## Work to be completed
Return all lines below containing the word "Some".

## Excerpted records
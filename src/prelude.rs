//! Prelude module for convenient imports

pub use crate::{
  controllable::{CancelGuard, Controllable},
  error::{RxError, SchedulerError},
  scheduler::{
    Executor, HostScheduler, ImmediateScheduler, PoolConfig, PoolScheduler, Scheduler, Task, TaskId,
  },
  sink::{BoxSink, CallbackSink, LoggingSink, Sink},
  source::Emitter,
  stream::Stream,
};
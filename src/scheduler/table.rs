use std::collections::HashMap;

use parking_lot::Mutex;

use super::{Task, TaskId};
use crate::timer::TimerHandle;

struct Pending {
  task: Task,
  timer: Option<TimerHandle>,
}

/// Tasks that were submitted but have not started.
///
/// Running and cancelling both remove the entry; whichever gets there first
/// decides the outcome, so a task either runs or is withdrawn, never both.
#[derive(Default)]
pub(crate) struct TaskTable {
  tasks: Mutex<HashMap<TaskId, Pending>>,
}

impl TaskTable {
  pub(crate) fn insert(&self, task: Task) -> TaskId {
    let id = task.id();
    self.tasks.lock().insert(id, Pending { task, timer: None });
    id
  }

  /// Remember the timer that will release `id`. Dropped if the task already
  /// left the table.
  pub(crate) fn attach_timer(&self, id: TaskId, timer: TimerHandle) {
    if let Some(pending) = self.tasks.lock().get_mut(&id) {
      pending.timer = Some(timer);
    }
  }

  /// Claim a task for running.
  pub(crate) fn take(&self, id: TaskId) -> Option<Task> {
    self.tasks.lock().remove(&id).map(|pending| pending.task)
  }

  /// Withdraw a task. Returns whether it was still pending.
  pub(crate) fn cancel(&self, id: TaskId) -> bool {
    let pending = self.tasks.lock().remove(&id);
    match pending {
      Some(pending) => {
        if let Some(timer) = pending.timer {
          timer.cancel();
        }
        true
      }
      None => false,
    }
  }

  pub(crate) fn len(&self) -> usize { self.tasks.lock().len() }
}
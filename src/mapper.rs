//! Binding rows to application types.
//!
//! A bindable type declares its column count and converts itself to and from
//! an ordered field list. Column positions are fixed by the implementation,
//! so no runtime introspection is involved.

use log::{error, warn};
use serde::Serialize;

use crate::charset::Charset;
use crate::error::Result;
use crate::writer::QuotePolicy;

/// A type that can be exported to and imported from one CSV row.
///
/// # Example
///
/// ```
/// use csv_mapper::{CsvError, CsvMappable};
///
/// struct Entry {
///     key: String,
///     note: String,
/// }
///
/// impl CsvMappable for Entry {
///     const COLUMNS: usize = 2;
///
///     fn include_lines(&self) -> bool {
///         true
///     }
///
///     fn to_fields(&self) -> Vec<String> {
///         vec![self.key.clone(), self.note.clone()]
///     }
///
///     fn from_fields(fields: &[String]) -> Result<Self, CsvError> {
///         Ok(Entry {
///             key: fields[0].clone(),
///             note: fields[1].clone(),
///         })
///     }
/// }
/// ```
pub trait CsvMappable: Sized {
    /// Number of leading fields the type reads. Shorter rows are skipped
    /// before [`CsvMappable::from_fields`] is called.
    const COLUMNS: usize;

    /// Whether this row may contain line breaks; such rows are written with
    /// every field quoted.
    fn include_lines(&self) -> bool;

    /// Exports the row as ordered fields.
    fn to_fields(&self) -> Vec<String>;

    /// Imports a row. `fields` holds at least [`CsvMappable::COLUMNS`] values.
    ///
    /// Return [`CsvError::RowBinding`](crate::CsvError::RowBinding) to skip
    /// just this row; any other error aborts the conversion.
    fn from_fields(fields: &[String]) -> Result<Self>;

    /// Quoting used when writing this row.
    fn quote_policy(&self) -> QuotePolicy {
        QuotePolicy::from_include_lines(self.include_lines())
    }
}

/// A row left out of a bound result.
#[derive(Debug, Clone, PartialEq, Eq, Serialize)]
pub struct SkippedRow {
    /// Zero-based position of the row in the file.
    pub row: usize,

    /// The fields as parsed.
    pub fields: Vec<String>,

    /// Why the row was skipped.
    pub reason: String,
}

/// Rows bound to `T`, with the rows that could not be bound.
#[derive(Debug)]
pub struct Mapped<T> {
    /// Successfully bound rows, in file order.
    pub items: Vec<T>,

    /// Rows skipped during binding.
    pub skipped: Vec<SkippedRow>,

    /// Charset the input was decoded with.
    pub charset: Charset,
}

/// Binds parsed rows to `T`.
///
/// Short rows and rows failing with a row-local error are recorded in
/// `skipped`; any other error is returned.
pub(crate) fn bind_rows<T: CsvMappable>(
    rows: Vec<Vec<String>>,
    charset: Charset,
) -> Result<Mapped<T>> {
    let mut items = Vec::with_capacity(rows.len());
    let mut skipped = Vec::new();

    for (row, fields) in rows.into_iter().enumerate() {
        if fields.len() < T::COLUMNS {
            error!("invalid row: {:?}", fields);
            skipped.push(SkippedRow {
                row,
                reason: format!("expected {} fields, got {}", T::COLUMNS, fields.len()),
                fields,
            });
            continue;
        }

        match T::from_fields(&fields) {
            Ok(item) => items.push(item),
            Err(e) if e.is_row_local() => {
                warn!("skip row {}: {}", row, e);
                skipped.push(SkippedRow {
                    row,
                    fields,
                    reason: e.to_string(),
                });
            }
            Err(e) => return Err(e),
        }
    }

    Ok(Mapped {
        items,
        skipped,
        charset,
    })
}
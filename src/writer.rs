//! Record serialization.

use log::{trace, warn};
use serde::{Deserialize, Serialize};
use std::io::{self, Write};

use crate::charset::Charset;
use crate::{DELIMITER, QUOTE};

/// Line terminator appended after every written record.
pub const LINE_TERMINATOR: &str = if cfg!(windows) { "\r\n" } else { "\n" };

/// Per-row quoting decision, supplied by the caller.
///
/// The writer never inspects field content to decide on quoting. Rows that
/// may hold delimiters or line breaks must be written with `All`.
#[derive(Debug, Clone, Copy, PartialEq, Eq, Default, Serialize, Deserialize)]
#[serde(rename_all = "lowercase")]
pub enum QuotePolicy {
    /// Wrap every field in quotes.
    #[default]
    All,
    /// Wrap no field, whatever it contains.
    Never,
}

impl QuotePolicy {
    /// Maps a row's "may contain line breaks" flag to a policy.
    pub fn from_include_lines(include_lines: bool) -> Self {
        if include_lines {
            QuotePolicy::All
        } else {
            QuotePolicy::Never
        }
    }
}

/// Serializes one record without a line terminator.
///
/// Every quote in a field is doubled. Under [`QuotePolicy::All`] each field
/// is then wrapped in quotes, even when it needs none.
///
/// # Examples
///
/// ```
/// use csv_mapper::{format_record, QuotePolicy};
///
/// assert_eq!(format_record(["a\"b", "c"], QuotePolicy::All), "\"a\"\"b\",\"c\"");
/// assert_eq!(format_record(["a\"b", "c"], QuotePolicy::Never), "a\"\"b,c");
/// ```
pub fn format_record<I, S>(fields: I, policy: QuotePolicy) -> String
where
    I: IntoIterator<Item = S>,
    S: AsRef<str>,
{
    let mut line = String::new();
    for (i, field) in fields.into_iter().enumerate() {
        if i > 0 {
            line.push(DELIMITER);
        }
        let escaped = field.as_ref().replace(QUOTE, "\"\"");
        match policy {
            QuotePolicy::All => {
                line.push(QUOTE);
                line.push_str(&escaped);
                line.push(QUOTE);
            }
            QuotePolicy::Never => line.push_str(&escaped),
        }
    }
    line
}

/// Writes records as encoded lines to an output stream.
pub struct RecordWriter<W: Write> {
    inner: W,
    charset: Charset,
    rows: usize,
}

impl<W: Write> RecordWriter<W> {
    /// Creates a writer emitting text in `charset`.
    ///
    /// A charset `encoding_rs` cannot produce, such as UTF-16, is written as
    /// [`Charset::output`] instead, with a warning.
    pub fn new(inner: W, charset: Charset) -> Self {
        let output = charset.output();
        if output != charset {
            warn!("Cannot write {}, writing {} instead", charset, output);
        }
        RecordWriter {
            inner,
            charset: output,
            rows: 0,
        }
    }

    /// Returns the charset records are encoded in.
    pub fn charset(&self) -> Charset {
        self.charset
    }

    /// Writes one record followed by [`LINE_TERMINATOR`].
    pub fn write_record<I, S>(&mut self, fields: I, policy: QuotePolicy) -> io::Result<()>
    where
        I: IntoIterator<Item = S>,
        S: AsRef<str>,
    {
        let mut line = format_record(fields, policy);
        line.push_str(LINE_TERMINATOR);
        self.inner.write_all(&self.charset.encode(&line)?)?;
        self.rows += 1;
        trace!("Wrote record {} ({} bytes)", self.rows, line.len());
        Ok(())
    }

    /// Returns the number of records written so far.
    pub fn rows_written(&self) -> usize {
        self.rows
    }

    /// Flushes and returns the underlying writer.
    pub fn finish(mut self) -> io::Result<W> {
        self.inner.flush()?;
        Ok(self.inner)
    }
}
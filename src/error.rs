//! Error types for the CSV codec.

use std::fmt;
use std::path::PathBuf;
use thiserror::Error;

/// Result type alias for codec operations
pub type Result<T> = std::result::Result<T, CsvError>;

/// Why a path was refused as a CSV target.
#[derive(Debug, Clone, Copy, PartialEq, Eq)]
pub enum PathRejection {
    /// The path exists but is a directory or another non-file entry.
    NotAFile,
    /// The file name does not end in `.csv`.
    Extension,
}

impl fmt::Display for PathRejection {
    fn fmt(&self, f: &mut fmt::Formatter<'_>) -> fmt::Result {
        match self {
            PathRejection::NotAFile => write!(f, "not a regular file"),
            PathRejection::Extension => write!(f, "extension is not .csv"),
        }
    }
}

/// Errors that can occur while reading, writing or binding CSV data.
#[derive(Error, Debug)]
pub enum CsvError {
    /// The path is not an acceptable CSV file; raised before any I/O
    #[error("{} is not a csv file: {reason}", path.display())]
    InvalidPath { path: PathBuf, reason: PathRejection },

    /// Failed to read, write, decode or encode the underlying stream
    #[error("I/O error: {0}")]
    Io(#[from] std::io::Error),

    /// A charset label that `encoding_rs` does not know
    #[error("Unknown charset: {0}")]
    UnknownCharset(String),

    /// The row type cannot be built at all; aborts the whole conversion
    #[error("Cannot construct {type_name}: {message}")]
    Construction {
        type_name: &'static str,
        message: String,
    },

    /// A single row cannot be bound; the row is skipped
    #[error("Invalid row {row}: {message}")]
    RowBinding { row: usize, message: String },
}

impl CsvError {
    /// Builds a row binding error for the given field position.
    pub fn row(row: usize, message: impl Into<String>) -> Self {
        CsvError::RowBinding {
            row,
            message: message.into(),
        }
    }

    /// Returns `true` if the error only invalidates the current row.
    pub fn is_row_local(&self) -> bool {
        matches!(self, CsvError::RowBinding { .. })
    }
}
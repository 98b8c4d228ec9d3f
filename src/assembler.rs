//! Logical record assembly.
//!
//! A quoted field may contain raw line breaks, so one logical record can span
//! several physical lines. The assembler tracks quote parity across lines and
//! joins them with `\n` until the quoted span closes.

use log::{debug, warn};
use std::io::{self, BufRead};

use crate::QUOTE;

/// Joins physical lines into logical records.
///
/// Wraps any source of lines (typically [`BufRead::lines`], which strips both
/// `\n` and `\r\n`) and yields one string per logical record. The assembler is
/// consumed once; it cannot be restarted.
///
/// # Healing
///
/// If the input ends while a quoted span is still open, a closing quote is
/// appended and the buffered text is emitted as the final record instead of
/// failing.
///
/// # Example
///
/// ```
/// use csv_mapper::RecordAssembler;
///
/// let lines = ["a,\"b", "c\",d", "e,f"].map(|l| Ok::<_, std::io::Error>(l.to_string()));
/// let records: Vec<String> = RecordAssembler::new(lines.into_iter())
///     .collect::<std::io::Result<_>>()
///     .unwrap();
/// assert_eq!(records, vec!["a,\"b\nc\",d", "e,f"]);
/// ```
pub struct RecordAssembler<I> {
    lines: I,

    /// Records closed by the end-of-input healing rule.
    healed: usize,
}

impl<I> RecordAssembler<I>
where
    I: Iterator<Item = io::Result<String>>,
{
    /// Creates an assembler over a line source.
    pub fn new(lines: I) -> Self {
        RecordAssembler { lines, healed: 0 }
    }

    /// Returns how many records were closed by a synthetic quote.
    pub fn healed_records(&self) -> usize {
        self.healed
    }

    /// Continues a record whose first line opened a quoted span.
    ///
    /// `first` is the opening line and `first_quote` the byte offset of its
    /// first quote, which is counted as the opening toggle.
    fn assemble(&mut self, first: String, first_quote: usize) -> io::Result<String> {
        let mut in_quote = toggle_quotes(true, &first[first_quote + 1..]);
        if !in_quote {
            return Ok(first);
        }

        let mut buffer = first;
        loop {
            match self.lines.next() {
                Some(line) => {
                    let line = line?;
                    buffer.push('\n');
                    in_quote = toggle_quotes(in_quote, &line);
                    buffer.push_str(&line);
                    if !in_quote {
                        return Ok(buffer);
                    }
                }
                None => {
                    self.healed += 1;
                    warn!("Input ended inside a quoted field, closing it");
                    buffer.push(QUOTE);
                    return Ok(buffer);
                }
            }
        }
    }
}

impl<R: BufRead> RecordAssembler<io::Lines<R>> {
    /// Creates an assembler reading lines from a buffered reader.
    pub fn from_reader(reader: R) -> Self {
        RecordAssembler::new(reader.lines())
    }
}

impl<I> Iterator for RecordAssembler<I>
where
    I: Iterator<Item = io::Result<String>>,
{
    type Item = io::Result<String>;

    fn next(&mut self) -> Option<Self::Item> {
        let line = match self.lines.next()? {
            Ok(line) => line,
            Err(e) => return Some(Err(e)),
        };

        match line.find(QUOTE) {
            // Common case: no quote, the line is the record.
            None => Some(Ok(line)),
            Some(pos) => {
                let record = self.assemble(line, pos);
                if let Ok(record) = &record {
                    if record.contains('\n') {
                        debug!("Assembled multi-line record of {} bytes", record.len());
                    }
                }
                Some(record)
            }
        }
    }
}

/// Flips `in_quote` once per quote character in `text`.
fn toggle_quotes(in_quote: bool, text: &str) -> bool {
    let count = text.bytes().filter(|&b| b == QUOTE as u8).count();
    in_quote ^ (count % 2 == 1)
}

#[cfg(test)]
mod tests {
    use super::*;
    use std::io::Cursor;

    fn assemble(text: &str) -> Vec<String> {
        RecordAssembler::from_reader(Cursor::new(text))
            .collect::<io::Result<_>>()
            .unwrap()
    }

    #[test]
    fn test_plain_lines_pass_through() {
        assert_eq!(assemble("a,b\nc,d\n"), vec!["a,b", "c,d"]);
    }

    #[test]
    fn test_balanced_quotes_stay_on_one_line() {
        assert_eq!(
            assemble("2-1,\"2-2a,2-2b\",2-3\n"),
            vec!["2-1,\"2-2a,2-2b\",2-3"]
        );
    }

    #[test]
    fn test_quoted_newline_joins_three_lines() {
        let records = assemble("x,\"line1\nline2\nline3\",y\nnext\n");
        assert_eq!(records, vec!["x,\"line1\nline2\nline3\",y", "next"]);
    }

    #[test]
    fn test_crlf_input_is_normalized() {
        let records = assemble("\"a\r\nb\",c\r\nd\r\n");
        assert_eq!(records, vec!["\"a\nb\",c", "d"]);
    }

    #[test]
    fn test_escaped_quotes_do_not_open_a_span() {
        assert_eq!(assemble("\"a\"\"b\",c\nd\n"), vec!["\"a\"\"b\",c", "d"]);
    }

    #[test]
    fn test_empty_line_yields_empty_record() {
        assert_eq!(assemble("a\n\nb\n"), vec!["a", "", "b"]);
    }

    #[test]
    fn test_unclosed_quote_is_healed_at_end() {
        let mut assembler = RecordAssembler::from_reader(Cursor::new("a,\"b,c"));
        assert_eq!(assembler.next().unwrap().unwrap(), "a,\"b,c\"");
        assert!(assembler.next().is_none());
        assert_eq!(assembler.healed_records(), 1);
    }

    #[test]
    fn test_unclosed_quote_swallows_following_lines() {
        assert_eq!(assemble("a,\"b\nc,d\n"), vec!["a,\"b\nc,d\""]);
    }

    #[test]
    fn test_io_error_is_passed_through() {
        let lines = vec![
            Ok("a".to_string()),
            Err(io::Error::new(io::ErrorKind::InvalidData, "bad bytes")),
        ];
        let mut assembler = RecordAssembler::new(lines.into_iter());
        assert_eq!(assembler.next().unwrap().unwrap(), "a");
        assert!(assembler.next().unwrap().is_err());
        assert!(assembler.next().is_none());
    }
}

## Expected answer
    if let Some(pending) = self.tasks.lock().get_mut(&id) {
      pending.timer = Some(timer);
      Some(pending) => {
        if let Some(timer) = pending.timer {
                Some(line) => {
            Err(e) => return Some(Err(e)),
            None => Some(Ok(line)),
            Some(pos) => {
                Some(record)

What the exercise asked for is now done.